Sunday, November 28, 2010

Lucy Maud Montgomery

Lucy Maud Montgomery

Lucy Maud Montgomery ("Maud without an e if you please") has been one of my favorite authors since I was a child and discovered the wonderful world of her novels and stories. I was recently able to obtain and read copies of her published journals. She kept a journal for most of her life, but destroyed her earliest journals and carefully edited her later journals for eventual publication. These journals tell the story of the wonderfully creative author of Anne of Green Gables, The Story Girl, Emily of New Moon, Pat of Silver Bush, and more.

Volume I (1889-1910) deals with Maud's teen years and early adulthood. She writes of her life with her strict, Puritanical grandparents; a year spent out west living with her father and his second family; hopes and dreams of adolescence; desire for higher education; college years; romance and dream of becoming a writer. She also covers the writing process as she begins to craft her best-known work. The volume ends with her secret engagement to the Rev. Ewan Macdonald and the publication of Anne of Green Gables.

This volume is wonderful! These were Maud's happiest years and the reader can easily sympathize with her hopes and dreams and delight in learning more about the land that inspired Anne.

Volume II (1910-1921) covers the early years of Maud's marriage and move to rural Ontario where her husband took charge of a small congregation. She writes about the petty gossips and lack of "kindred spirits" and the difficulties of being a famous author. She also discusses childbirth and raising her two beloved sons, the horrors of World War I, difficulties with her publisher and her husband's mental illness. This volume is less light and fun than the first and there are many difficult moments, however there are sweet and lovely candid moments where Maud writes about her love for her sons and the excitement of publication.

Volume III (1921-1929) is a lot darker than the previous two. Maud and her husband were the victims of an extortion plot, she was obliged to leave her original publisher for a better deal only to become involved in a lawsuit with her lying, greedy, scheming former publisher. It culminates in their move to another community. There are lighter aspects of her life which she writes of as well and the beauty of the island home she always held in her heart. I couldn't put it down yet I felt sorry for Maud for all her troubles.

Volume IV (1929-1935) covers the years of the Great Depression and Maud's struggle to support her family and friends through the tough times. She also writes about her sons' adolescent troubles, her husband's nerves, her fears, her hopes and dreams and the loss of some of them. She was also stalked by an infatuated young woman and saw a decline in sales . She remained an ever-popular author though, especially on Prince Edward Island, where tourists flocked to see her old home and people scrambled to meet her.
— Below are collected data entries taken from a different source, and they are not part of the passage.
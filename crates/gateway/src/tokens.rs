//! Geteilte Zulassung eines Anrufs ueber alle seine Verbindungen
//!
//! Darf ein Anruf mehrere Verbindungen halten, teilen sie sich ein
//! Concurrency-Token. Jede Verbindung haelt einen [`TokenAnteil`]; erst der
//! letzte Anteil gibt das Token im Ledger frei. Zaehlen und Freigeben laufen
//! unter dem Eintrags-Lock des Anrufs, damit eine gleichzeitig eintreffende
//! Verbindung nie ein gerade freigegebenes Token mitbenutzt.
//!
//! Jeder Anteil meldet das Ergebnis seines eigenen Aufbaus mit dem
//! Breaker-Versuch aus seiner Zulassung.

use std::sync::Arc;

use callbridge_admission::{AdmissionController, AdmissionResult, Registrierung, Versuch};
use callbridge_core::{CallId, CampaignId};
use dashmap::mapref::entry::Entry;
use dashmap::DashMap;

/// Anteile pro Anruf
pub struct CallTokens {
    admission: Arc<AdmissionController>,
    anteile: DashMap<CallId, u32>,
}

impl CallTokens {
    pub fn neu(admission: Arc<AdmissionController>) -> Arc<Self> {
        Arc::new(Self {
            admission,
            anteile: DashMap::new(),
        })
    }

    /// Laesst die Verbindung zu und zaehlt sie zum Token des Anrufs
    pub fn beitreten(
        self: &Arc<Self>,
        call_id: &CallId,
        campaign_id: &CampaignId,
    ) -> AdmissionResult<TokenAnteil> {
        let mut eintrag = self.anteile.entry(call_id.clone()).or_insert(0);
        let zulassung = match self.admission.zulassen(call_id, campaign_id) {
            Ok(z) => z,
            Err(e) => {
                let leer = *eintrag == 0;
                drop(eintrag);
                if leer {
                    self.anteile.remove_if(call_id, |_, n| *n == 0);
                }
                return Err(e);
            }
        };
        *eintrag += 1;
        let verbindungen = *eintrag;
        drop(eintrag);

        tracing::debug!(
            call_id = %call_id,
            registrierung = ?zulassung.registrierung,
            verbindungen,
            "Token-Anteil uebernommen"
        );
        Ok(TokenAnteil {
            tokens: Arc::clone(self),
            call_id: call_id.clone(),
            registrierung: zulassung.registrierung,
            versuch: zulassung.versuch,
            gemeldet: false,
        })
    }

    /// Verbindungen, die sich das Token des Anrufs teilen
    pub fn anteile(&self, call_id: &CallId) -> u32 {
        self.anteile.get(call_id).map(|n| *n).unwrap_or(0)
    }

    fn verlassen(&self, call_id: &CallId) {
        if let Entry::Occupied(mut eintrag) = self.anteile.entry(call_id.clone()) {
            *eintrag.get_mut() = eintrag.get().saturating_sub(1);
            if *eintrag.get() == 0 {
                // Freigabe noch unter dem Eintrags-Lock
                self.admission.freigeben(call_id);
                eintrag.remove();
            }
        }
    }
}

/// Anteil einer Verbindung am Token ihres Anrufs
pub struct TokenAnteil {
    tokens: Arc<CallTokens>,
    call_id: CallId,
    registrierung: Registrierung,
    versuch: Versuch,
    gemeldet: bool,
}

impl TokenAnteil {
    pub fn registrierung(&self) -> Registrierung {
        self.registrierung
    }

    /// Aufbau gelungen
    pub fn bestaetigen(&mut self) {
        self.tokens.admission.bestaetigen(self.versuch);
        self.gemeldet = true;
    }

    /// Aufbau nach der Zulassung gescheitert (zaehlt fuer den Breaker)
    pub fn fehlschlag(&mut self) {
        self.tokens.admission.fehlschlag_melden(self.versuch);
        self.gemeldet = true;
    }
}

impl Drop for TokenAnteil {
    fn drop(&mut self) {
        if !self.gemeldet {
            self.tokens.admission.abbrechen(self.versuch);
        }
        self.tokens.verlassen(&self.call_id);
    }
}
//! Concurrency-Tokens auf zwei Ebenen (global und pro Kampagne)
//!
//! Alle Mutationen laufen unter einem einzigen Lock; Pruefen und Eintragen
//! sind damit ein atomarer Schritt. Die Registrierung folgt trotzdem der
//! Reihenfolge global → Kampagne und nimmt den globalen Eintrag zurueck,
//! wenn die Kampagne voll ist.

use std::collections::{HashMap, HashSet};
use std::time::{Duration, Instant};

use callbridge_core::{CallId, CampaignId};
use parking_lot::Mutex;

use crate::config::AdmissionConfig;
use crate::error::{AdmissionError, AdmissionResult};

/// Kapazitaetsanspruch eines zugelassenen Anrufs
#[derive(Debug, Clone, PartialEq, Eq)]
pub struct ConcurrencyToken {
    pub call_id: CallId,
    pub campaign_id: CampaignId,
    pub issued_at: Instant,
    pub ttl: Duration,
}

/// Ergebnis einer Registrierung
#[derive(Debug, Clone, Copy, PartialEq, Eq)]
pub enum Registrierung {
    Neu,
    /// Anruf hatte bereits ein Token; nur die Liveness wurde erneuert
    Vorhanden,
}

#[derive(Debug, Default)]
struct LedgerInner {
    global: HashMap<CallId, ConcurrencyToken>,
    campaigns: HashMap<CampaignId, HashSet<CallId>>,
    /// Ablaufzeitpunkt des Liveness-Schluessels
    liveness: HashMap<CallId, Instant>,
}

/// Token-Buchhaltung (prozessweit, thread-safe)
pub struct TokenLedger {
    inner: Mutex<LedgerInner>,
    global_limit: u32,
    campaign_limit: u32,
    campaign_limits: HashMap<String, u32>,
    ttl: Duration,
}

impl TokenLedger {
    pub fn neu(config: &AdmissionConfig) -> Self {
        Self {
            inner: Mutex::new(LedgerInner::default()),
            global_limit: config.global_limit,
            campaign_limit: config.campaign_limit,
            campaign_limits: config.campaign_limits.clone(),
            ttl: config.token_ttl(),
        }
    }

    pub fn global_limit(&self) -> u32 {
        self.global_limit
    }

    /// Limit einer Kampagne (Ueberschreibung oder Standard)
    pub fn limit_fuer(&self, campaign: &CampaignId) -> u32 {
        self.campaign_limits
            .get(campaign.as_str())
            .copied()
            .unwrap_or(self.campaign_limit)
    }

    /// Registriert ein Token; alles oder nichts
    pub fn registrieren_bei(
        &self,
        call_id: &CallId,
        campaign_id: &CampaignId,
        jetzt: Instant,
    ) -> AdmissionResult<Registrierung> {
        let campaign_limit = self.limit_fuer(campaign_id);
        let mut inner = self.inner.lock();

        if inner.global.contains_key(call_id) {
            inner.liveness.insert(call_id.clone(), jetzt + self.ttl);
            return Ok(Registrierung::Vorhanden);
        }

        // 1. Global
        if inner.global.len() >= self.global_limit as usize {
            return Err(AdmissionError::GlobalesLimit {
                limit: self.global_limit,
            });
        }
        inner.global.insert(
            call_id.clone(),
            ConcurrencyToken {
                call_id: call_id.clone(),
                campaign_id: campaign_id.clone(),
                issued_at: jetzt,
                ttl: self.ttl,
            },
        );

        // 2. Kampagne; bei Ablehnung globalen Eintrag zuruecknehmen
        let belegt = inner
            .campaigns
            .get(campaign_id)
            .map(HashSet::len)
            .unwrap_or(0);
        if belegt >= campaign_limit as usize {
            inner.global.remove(call_id);
            return Err(AdmissionError::CampaignLimit {
                campaign: campaign_id.clone(),
                limit: campaign_limit,
            });
        }
        inner
            .campaigns
            .entry(campaign_id.clone())
            .or_default()
            .insert(call_id.clone());
        inner.liveness.insert(call_id.clone(), jetzt + self.ttl);

        Ok(Registrierung::Neu)
    }

    /// Entfernt das Token aus beiden Mengen; unbekannte Anrufe sind kein Fehler
    pub fn freigeben(&self, call_id: &CallId) -> Option<ConcurrencyToken> {
        Self::entfernen(&mut self.inner.lock(), call_id)
    }

    /// Gibt nur frei, wenn das Token zur gemeldeten Kampagne gehoert
    pub fn freigeben_fuer(
        &self,
        call_id: &CallId,
        campaign_id: &CampaignId,
    ) -> AdmissionResult<Option<ConcurrencyToken>> {
        let mut inner = self.inner.lock();
        if let Some(token) = inner.global.get(call_id) {
            if &token.campaign_id != campaign_id {
                return Err(AdmissionError::KampagneAbweichend {
                    call_id: call_id.clone(),
                    token: token.campaign_id.clone(),
                    gemeldet: campaign_id.clone(),
                });
            }
        }
        Ok(Self::entfernen(&mut inner, call_id))
    }

    fn entfernen(inner: &mut LedgerInner, call_id: &CallId) -> Option<ConcurrencyToken> {
        inner.liveness.remove(call_id);
        let token = inner.global.remove(call_id)?;
        if let Some(menge) = inner.campaigns.get_mut(&token.campaign_id) {
            menge.remove(call_id);
            if menge.is_empty() {
                inner.campaigns.remove(&token.campaign_id);
            }
        }
        Some(token)
    }

    /// Erneuert den Liveness-Schluessel; `false` wenn kein Token existiert
    pub fn heartbeat_bei(&self, call_id: &CallId, jetzt: Instant) -> bool {
        let mut inner = self.inner.lock();
        if !inner.global.contains_key(call_id) {
            return false;
        }
        inner.liveness.insert(call_id.clone(), jetzt + self.ttl);
        true
    }

    /// Ob der Liveness-Schluessel zum Zeitpunkt noch existiert
    pub fn liveness_gueltig(&self, call_id: &CallId, jetzt: Instant) -> bool {
        self.inner
            .lock()
            .liveness
            .get(call_id)
            .map(|&ablauf| ablauf > jetzt)
            .unwrap_or(false)
    }

    /// Momentaufnahme aller Tokens
    pub fn tokens(&self) -> Vec<ConcurrencyToken> {
        self.inner.lock().global.values().cloned().collect()
    }

    pub fn anzahl(&self) -> usize {
        self.inner.lock().global.len()
    }

    pub fn campaign_anzahl(&self, campaign_id: &CampaignId) -> usize {
        self.inner
            .lock()
            .campaigns
            .get(campaign_id)
            .map(HashSet::len)
            .unwrap_or(0)
    }

    pub fn enthaelt(&self, call_id: &CallId) -> bool {
        self.inner.lock().global.contains_key(call_id)
    }
}

#[cfg(test)]
mod tests {
    use super::*;

    fn ledger(global: u32, campaign: u32) -> TokenLedger {
        TokenLedger::neu(&AdmissionConfig {
            global_limit: global,
            campaign_limit: campaign,
            token_ttl_sek: 10,
            ..Default::default()
        })
    }

    #[test]
    fn globales_limit_ohne_campaign_mutation() {
        let l = ledger(1, 5);
        let t = Instant::now();
        let a = CampaignId::neu("a");
        l.registrieren_bei(&CallId::neu("1"), &a, t).unwrap();
        let e = l
            .registrieren_bei(&CallId::neu("2"), &CampaignId::neu("b"), t)
            .unwrap_err();
        assert_eq!(e, AdmissionError::GlobalesLimit { limit: 1 });
        assert_eq!(l.campaign_anzahl(&CampaignId::neu("b")), 0);
    }

    #[test]
    fn campaign_limit_nimmt_global_zurueck() {
        let l = ledger(10, 1);
        let t = Instant::now();
        let a = CampaignId::neu("a");
        l.registrieren_bei(&CallId::neu("1"), &a, t).unwrap();
        let e = l.registrieren_bei(&CallId::neu("2"), &a, t).unwrap_err();
        assert_eq!(e.scope(), "campaign");
        assert_eq!(l.anzahl(), 1);
        assert!(!l.enthaelt(&CallId::neu("2")));
        // Andere Kampagne ist unabhaengig
        assert!(l
            .registrieren_bei(&CallId::neu("3"), &CampaignId::neu("b"), t)
            .is_ok());
    }

    #[test]
    fn registrierung_ist_idempotent() {
        let l = ledger(1, 1);
        let t = Instant::now();
        let c = CallId::neu("1");
        let a = CampaignId::standard();
        assert_eq!(l.registrieren_bei(&c, &a, t), Ok(Registrierung::Neu));
        assert_eq!(l.registrieren_bei(&c, &a, t), Ok(Registrierung::Vorhanden));
        assert_eq!(l.anzahl(), 1);
    }

    #[test]
    fn freigabe_idempotent_ohne_unterlauf() {
        let l = ledger(2, 2);
        let t = Instant::now();
        assert!(l.freigeben(&CallId::neu("nie")).is_none());
        l.registrieren_bei(&CallId::neu("1"), &CampaignId::standard(), t)
            .unwrap();
        assert!(l.freigeben(&CallId::neu("1")).is_some());
        assert!(l.freigeben(&CallId::neu("1")).is_none());
        assert_eq!(l.anzahl(), 0);
        assert_eq!(l.campaign_anzahl(&CampaignId::standard()), 0);
    }

    #[test]
    fn liveness_laeuft_ab_und_wird_erneuert() {
        let l = ledger(2, 2);
        let t = Instant::now();
        let c = CallId::neu("1");
        l.registrieren_bei(&c, &CampaignId::standard(), t).unwrap();
        assert!(l.liveness_gueltig(&c, t + Duration::from_secs(9)));
        assert!(!l.liveness_gueltig(&c, t + Duration::from_secs(11)));

        assert!(l.heartbeat_bei(&c, t + Duration::from_secs(8)));
        assert!(l.liveness_gueltig(&c, t + Duration::from_secs(17)));
        assert!(!l.heartbeat_bei(&CallId::neu("x"), t));
    }

    #[test]
    fn freigabe_nur_fuer_die_eigene_kampagne() {
        let l = ledger(4, 4);
        let c = CallId::neu("1");
        l.registrieren_bei(&c, &CampaignId::neu("a"), Instant::now())
            .unwrap();

        let e = l.freigeben_fuer(&c, &CampaignId::neu("b")).unwrap_err();
        assert!(matches!(e, AdmissionError::KampagneAbweichend { .. }));
        assert!(l.enthaelt(&c));

        assert!(l.freigeben_fuer(&c, &CampaignId::neu("a")).unwrap().is_some());
        assert_eq!(l.campaign_anzahl(&CampaignId::neu("a")), 0);
        // Unbekannter Anruf: nichts freizugeben, kein Fehler
        assert!(l.freigeben_fuer(&c, &CampaignId::neu("b")).unwrap().is_none());
    }

    #[test]
    fn kampagnen_ueberschreibung() {
        let mut config = AdmissionConfig::default();
        config.campaign_limits.insert("vip".into(), 50);
        let l = TokenLedger::neu(&config);
        assert_eq!(l.limit_fuer(&CampaignId::neu("vip")), 50);
        assert_eq!(l.limit_fuer(&CampaignId::neu("x")), 20);
    }
}
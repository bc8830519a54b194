//! Timer einer Session
//!
//! Buendelt Stille-Timer (Endpointing), Ping-Intervall und Liveness in einem
//! Zustand, der dem Session-Task gehoert. Der Task fragt [`naechste_frist`]
//! fuer sein `select!` ab und ruft danach [`pruefen`] auf.
//!
//! [`naechste_frist`]: SessionTimers::naechste_frist
//! [`pruefen`]: SessionTimers::pruefen

use std::time::{Duration, Instant};

/// Abgelaufener Timer
#[derive(Debug, Clone, Copy, PartialEq, Eq)]
pub enum TimerEreignis {
    /// Seit `stille_timeout` kein Audio mehr (einmal pro Stillephase)
    Stille { seit: Duration },
    PingFaellig,
    /// Zu lange kein Lebenszeichen vom Client
    HeartbeatTimeout,
}

#[derive(Debug)]
pub struct SessionTimers {
    stille_timeout: Duration,
    ping_intervall: Duration,
    heartbeat_timeout: Duration,
    /// Letzter Audio-Frame; `None` solange der Stille-Timer nicht laeuft
    letztes_audio: Option<Instant>,
    stille_gemeldet: bool,
    letztes_lebenszeichen: Instant,
    naechster_ping: Instant,
    pausiert: bool,
    gestoppt: bool,
}

impl SessionTimers {
    pub fn neu(
        stille_timeout: Duration,
        ping_intervall: Duration,
        heartbeat_timeout: Duration,
        jetzt: Instant,
    ) -> Self {
        Self {
            stille_timeout,
            ping_intervall,
            heartbeat_timeout,
            letztes_audio: None,
            stille_gemeldet: false,
            letztes_lebenszeichen: jetzt,
            naechster_ping: jetzt + ping_intervall,
            pausiert: false,
            gestoppt: false,
        }
    }

    /// Jeder eingehende Audio-Frame setzt den Stille-Timer zurueck
    pub fn audio_empfangen(&mut self, jetzt: Instant) {
        self.letztes_audio = Some(jetzt);
        self.stille_gemeldet = false;
    }

    pub fn lebenszeichen(&mut self, jetzt: Instant) {
        self.letztes_lebenszeichen = jetzt;
    }

    pub fn stille_timeout_setzen(&mut self, timeout: Duration) {
        self.stille_timeout = timeout;
    }

    pub fn stille_timeout(&self) -> Duration {
        self.stille_timeout
    }

    /// Haelt den Stille-Timer an (Pause); Heartbeat laeuft weiter
    pub fn pausieren(&mut self) {
        self.pausiert = true;
    }

    pub fn fortsetzen(&mut self, jetzt: Instant) {
        self.pausiert = false;
        if self.letztes_audio.is_some() {
            self.letztes_audio = Some(jetzt);
            self.stille_gemeldet = false;
        }
    }

    /// Beim Schliessen: keine Ereignisse mehr
    pub fn stoppen(&mut self) {
        self.gestoppt = true;
    }

    fn stille_frist(&self) -> Option<Instant> {
        if self.pausiert || self.stille_gemeldet {
            return None;
        }
        self.letztes_audio.map(|t| t + self.stille_timeout)
    }

    /// Fruehester Zeitpunkt, zu dem [`pruefen`](Self::pruefen) etwas liefert
    pub fn naechste_frist(&self) -> Option<Instant> {
        if self.gestoppt {
            return None;
        }
        let heartbeat = self.letztes_lebenszeichen + self.heartbeat_timeout;
        [Some(self.naechster_ping), Some(heartbeat), self.stille_frist()]
            .into_iter()
            .flatten()
            .min()
    }

    pub fn pruefen(&mut self, jetzt: Instant) -> Vec<TimerEreignis> {
        let mut ereignisse = Vec::new();
        if self.gestoppt {
            return ereignisse;
        }

        if jetzt.saturating_duration_since(self.letztes_lebenszeichen) >= self.heartbeat_timeout {
            ereignisse.push(TimerEreignis::HeartbeatTimeout);
            return ereignisse;
        }

        if let (Some(frist), Some(letztes)) = (self.stille_frist(), self.letztes_audio) {
            if jetzt >= frist {
                self.stille_gemeldet = true;
                ereignisse.push(TimerEreignis::Stille {
                    seit: jetzt.saturating_duration_since(letztes),
                });
            }
        }

        if jetzt >= self.naechster_ping {
            self.naechster_ping = jetzt + self.ping_intervall;
            ereignisse.push(TimerEreignis::PingFaellig);
        }
        ereignisse
    }
}

#[cfg(test)]
mod tests {
    use super::*;

    const S: fn(u64) -> Duration = Duration::from_secs;

    fn timers(t: Instant) -> SessionTimers {
        SessionTimers::neu(S(3), S(15), S(45), t)
    }

    #[test]
    fn stille_erst_nach_audio() {
        let t = Instant::now();
        let mut timer = timers(t);
        assert!(timer.pruefen(t + S(10)).is_empty());

        timer.audio_empfangen(t + S(10));
        assert_eq!(timer.naechste_frist(), Some(t + S(13)));
        assert!(timer.pruefen(t + S(12)).is_empty());
        assert_eq!(
            timer.pruefen(t + S(13)),
            vec![TimerEreignis::Stille { seit: S(3) }]
        );
        // Nur einmal pro Stillephase
        assert!(timer.pruefen(t + S(14)).is_empty());

        timer.audio_empfangen(t + S(14));
        assert_eq!(timer.pruefen(t + S(15)), vec![TimerEreignis::PingFaellig]);
        assert_eq!(
            timer.pruefen(t + S(17)),
            vec![TimerEreignis::Stille { seit: S(3) }]
        );
    }

    #[test]
    fn audio_setzt_stille_zurueck() {
        let t = Instant::now();
        let mut timer = timers(t);
        for i in 0..10 {
            timer.audio_empfangen(t + Duration::from_millis(i * 20));
        }
        assert_eq!(
            timer.naechste_frist(),
            Some(t + Duration::from_millis(180) + S(3))
        );
    }

    #[test]
    fn pause_haelt_stille_an() {
        let t = Instant::now();
        let mut timer = timers(t);
        timer.audio_empfangen(t);
        timer.pausieren();
        assert!(timer.pruefen(t + S(5)).is_empty());

        timer.fortsetzen(t + S(5));
        assert!(timer.pruefen(t + S(7)).is_empty());
        assert_eq!(timer.pruefen(t + S(8)).len(), 1);
    }

    #[test]
    fn heartbeat_timeout() {
        let t = Instant::now();
        let mut timer = timers(t);
        timer.lebenszeichen(t + S(30));
        assert_eq!(timer.pruefen(t + S(30)), vec![TimerEreignis::PingFaellig]);
        assert!(!timer.pruefen(t + S(74)).contains(&TimerEreignis::HeartbeatTimeout));
        assert_eq!(
            timer.pruefen(t + S(75)),
            vec![TimerEreignis::HeartbeatTimeout]
        );
    }

    #[test]
    fn gestoppt_liefert_nichts() {
        let t = Instant::now();
        let mut timer = timers(t);
        timer.audio_empfangen(t);
        timer.stoppen();
        assert_eq!(timer.naechste_frist(), None);
        assert!(timer.pruefen(t + S(100)).is_empty());
    }
}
She describes her homes in great detail, with beautiful descriptions of nature both in Ontario and on PEI, By this time, Maud was using her journal as an outlet to vent her troubles and consequently this volume is very dark and sad. It was difficult to read my favorite author experiencing so many difficulties and wishing things could have been different, yet sometimes it was hard to sympathize with her when she was so very class conscious, complaining about her maids and lack of suitable companions for her now-young-adult boys. I had to keep reading though it was difficult.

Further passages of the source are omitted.